The process of developing the Aramore products involved surveying existing research on longevity for ingredients that showed results in scientific studies. The ingredients in the supplement and topicals are all listed on a page on the brand site with studies linked to each. The brand plans to make clinical data on the products themselves available in the next six months, said Smith.
Saville, who focused on identifying potential candidates for included ingredients, explained the challenges in developing a supplement.
“It’s such an unregulated space; it’s very hard to verify the quality of what you’re getting,” when it comes to supplements in general, she said. Ingredients in the brand’s $55 supplement include those gaining attention for their evidence in the longevity space, such as NAD+ and plant-based ingredients like milk thistle. The founders say the latter improves liver function in a way that manifests in skin results. NAD+ is also found in the brand’s $175 nighttime cream and $150 day lotion, while a $185 nighttime booster contains retinol.
Research on longevity is making its way from biotech to the beauty industry. Other brands such as OneSkin have been launched by longevity researchers tapping into scientific evidence on skin-care results.
“The science is ahead of the commercialization,” said Smith. “What you’re starting to see emerge is more of these longevity-based brands that are actually scientific.”

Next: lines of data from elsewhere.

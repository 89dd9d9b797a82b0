use tracing::{debug, warn};

use super::failure::{describe_payload, ClientFailure, RequestFailed, DEFAULT_API_FAILURE};
use crate::metrics::registry::API_FAILURES_TOTAL;

/// Collapse any failure into a [`RequestFailed`].
///
/// Message priority: structured body message, then the transport message,
/// then `default_message`. Generic failures keep their own message; values
/// that are not errors at all always get `default_message`.
///
/// There is no success output: call sites return `Err(normalize(..))`.
pub fn normalize(failure: impl Into<ClientFailure>, default_message: &str) -> RequestFailed {
    let failure = failure.into();
    let origin = failure.origin();

    warn!(origin, error = ?failure, "API call failed");
    API_FAILURES_TOTAL.with_label_values(&[origin]).inc();

    let fallback = if default_message.trim().is_empty() {
        DEFAULT_API_FAILURE
    } else {
        default_message
    };

    let message = match failure {
        ClientFailure::Transport { body, message, .. } => body
            .and_then(|body| body.message)
            .and_then(non_empty)
            .or_else(|| message.and_then(non_empty))
            .unwrap_or_else(|| fallback.to_string()),
        ClientFailure::Generic { message } => {
            non_empty(message).unwrap_or_else(|| fallback.to_string())
        }
        ClientFailure::Unknown(payload) => {
            if let Some(text) = describe_payload(payload.as_ref()) {
                debug!(payload = text, "Discarding non-error failure payload");
            }
            fallback.to_string()
        }
    };

    RequestFailed::new(message)
}

fn non_empty(message: String) -> Option<String> {
    if message.trim().is_empty() {
        None
    } else {
        Some(message)
    }
}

Currently, longevity research has not found a way to make one biologically younger, said Smith. But he is optimistic.
“There’s definitely the possibility that, within our lifetime, we’ll be able to turn aging backward,” he said.

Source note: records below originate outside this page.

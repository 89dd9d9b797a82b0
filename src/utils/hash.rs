use sha2::{Digest, Sha256};

/// Stable SHA-256 fingerprint of a query key, for logs and metrics
pub fn fingerprint(value: &str) -> String {
    let mut hasher = Sha256::new();
    hasher.update(value.as_bytes());
    let result = hasher.finalize();
    hex::encode(result)
}
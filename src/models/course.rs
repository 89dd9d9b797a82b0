use serde::{Deserialize, Serialize};
use uuid::Uuid;

#[derive(Debug, Clone, Default, PartialEq, Serialize, Deserialize)]
#[serde(default)]
pub struct Course {
    pub id: Uuid,
    pub code: String,
    pub name: String,
    pub faculty: Option<String>,
}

When it comes to skin results, the founders promise more.
“There’s a biological genetic clock, and then there’s an aesthetic clock. And I absolutely think that the ingredients we’ve included in our products will turn back the aesthetic clock,” said Saville. Clinical studies of the products will examine collagen, elastin, pigmentation and deepness of wrinkles.
“There’s actually a fundamental cellular mechanism happening here that is extending your skin longevity,” said Smith.

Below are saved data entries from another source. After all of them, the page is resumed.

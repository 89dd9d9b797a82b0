use chrono::{DateTime, NaiveDate, Utc};
use serde::{Deserialize, Serialize};
use uuid::Uuid;

#[derive(Debug, Clone, Copy, Default, PartialEq, Eq, Hash, Serialize, Deserialize)]
#[serde(rename_all = "snake_case")]
pub enum InternshipStatus {
    #[default]
    Draft,
    Open,
    Closed,
    Archived,
}

impl InternshipStatus {
    pub fn as_str(&self) -> &'static str {
        match self {
            Self::Draft => "draft",
            Self::Open => "open",
            Self::Closed => "closed",
            Self::Archived => "archived",
        }
    }
}

/// An internship offer published by a unit
#[derive(Debug, Clone, Default, PartialEq, Serialize, Deserialize)]
#[serde(default)]
pub struct Internship {
    pub id: Uuid,
    pub unit_id: Uuid,
    pub unit_name: Option<String>,
    pub title: String,
    pub description: String,
    pub requirements: Vec<String>,
    pub location: Option<String>,
    pub is_remote: bool,
    pub slots: u32,
    pub status: InternshipStatus,
    pub course_ids: Vec<Uuid>,
    pub application_deadline: Option<NaiveDate>,
    pub starts_on: Option<NaiveDate>,
    pub ends_on: Option<NaiveDate>,
    pub created_at: Option<DateTime<Utc>>,
    pub updated_at: Option<DateTime<Utc>>,
}

impl Internship {
    /// Whether candidates can still apply on `today`
    pub fn accepts_applications(&self, today: NaiveDate) -> bool {
        self.status == InternshipStatus::Open
            && self.application_deadline.map_or(true, |deadline| today <= deadline)
    }
}

#[derive(Debug, Clone, PartialEq, Serialize, Deserialize)]
pub struct NewInternship {
    pub title: String,
    pub description: String,
    #[serde(default)]
    pub requirements: Vec<String>,
    #[serde(skip_serializing_if = "Option::is_none")]
    pub location: Option<String>,
    #[serde(default)]
    pub is_remote: bool,
    pub slots: u32,
    #[serde(default)]
    pub course_ids: Vec<Uuid>,
    #[serde(skip_serializing_if = "Option::is_none")]
    pub application_deadline: Option<NaiveDate>,
    #[serde(skip_serializing_if = "Option::is_none")]
    pub starts_on: Option<NaiveDate>,
    #[serde(skip_serializing_if = "Option::is_none")]
    pub ends_on: Option<NaiveDate>,
}

/// Partial update; only the fields that are set are sent
#[derive(Debug, Clone, Default, PartialEq, Serialize, Deserialize)]
pub struct InternshipUpdate {
    #[serde(skip_serializing_if = "Option::is_none")]
    pub title: Option<String>,
    #[serde(skip_serializing_if = "Option::is_none")]
    pub description: Option<String>,
    #[serde(skip_serializing_if = "Option::is_none")]
    pub requirements: Option<Vec<String>>,
    #[serde(skip_serializing_if = "Option::is_none")]
    pub location: Option<String>,
    #[serde(skip_serializing_if = "Option::is_none")]
    pub is_remote: Option<bool>,
    #[serde(skip_serializing_if = "Option::is_none")]
    pub slots: Option<u32>,
    #[serde(skip_serializing_if = "Option::is_none")]
    pub status: Option<InternshipStatus>,
    #[serde(skip_serializing_if = "Option::is_none")]
    pub application_deadline: Option<NaiveDate>,
}

/// Filters for the internship listing
#[derive(Debug, Clone, Default, PartialEq, Eq, Hash)]
pub struct InternshipFilter {
    pub status: Option<InternshipStatus>,
    pub unit_id: Option<Uuid>,
    pub search: Option<String>,
}

impl InternshipFilter {
    pub fn open() -> Self {
        Self {
            status: Some(InternshipStatus::Open),
            ..Self::default()
        }
    }

    /// Search text, trimmed; blank text means no search
    pub fn search_text(&self) -> Option<&str> {
        self.search
            .as_deref()
            .map(str::trim)
            .filter(|s| !s.is_empty())
    }
}

#[cfg(test)]
mod tests {
    use super::*;
    use serde_json::json;

    #[test]
    fn test_partial_payload_decodes_with_defaults() {
        let internship: Internship = serde_json::from_value(json!({
            "title": "Backend intern",
            "status": "open",
            "slots": 2
        }))
        .unwrap();

        assert_eq!(internship.title, "Backend intern");
        assert_eq!(internship.status, InternshipStatus::Open);
        assert!(internship.requirements.is_empty());
        assert!(internship.id.is_nil());
    }

    #[test]
    fn test_accepts_applications() {
        let today = NaiveDate::from_ymd_opt(2026, 3, 10).unwrap();
        let mut internship = Internship {
            status: InternshipStatus::Open,
            application_deadline: NaiveDate::from_ymd_opt(2026, 3, 10),
            ..Internship::default()
        };
        assert!(internship.accepts_applications(today));

        internship.application_deadline = NaiveDate::from_ymd_opt(2026, 3, 9);
        assert!(!internship.accepts_applications(today));

        internship.application_deadline = None;
        internship.status = InternshipStatus::Closed;
        assert!(!internship.accepts_applications(today));
    }

    #[test]
    fn test_update_skips_unset_fields() {
        let update = InternshipUpdate {
            slots: Some(4),
            ..InternshipUpdate::default()
        };
        assert_eq!(serde_json::to_value(&update).unwrap(), json!({"slots": 4}));
    }

    #[test]
    fn test_blank_search_is_ignored() {
        let filter = InternshipFilter {
            search: Some("   ".to_string()),
            ..InternshipFilter::default()
        };
        assert_eq!(filter.search_text(), None);
    }
}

Beyond the scientific world, consumers are becoming more interested in how to apply longevity research to their own lives. The “Longevity” Reddit group surged from 64,000 members in 2020 to 137,000 today.
Aramore’s founders expect enthusiasts in both longevity health and beauty to take interest in the products.
“There’s two types of consumers that are interested in this. There’s the health-conscious consumer and there’s the beauty-conscious consumer. There’s a little bit of crossover,” said Smith. In a market study conducted by the brand, “skin-care consumers were very interested in the idea of longevity, but very few of them had heard about NAD+.”
The brand is also interested in reaching “skintellectual” young consumers focused on prevention, as well as those encountering the signs of skin aging.
While science is at the forefront of the brand’s messaging, it’s still open to celebrity links — actresses Marisa Tomei and Julie Bowen attended its L.A. launch event last week.
And marketing inspiration even comes from the example set by JFK himself.
“I always learned from my uncles that you had to have a message, and you had to have integrity and believe in people that they would understand” the message, he said. Like in politics, the brand is focused on keeping its messaging around ingredients and the evidence to support them clear and easy to digest. “We’re going to try to articulate that to people and hope that they respond.”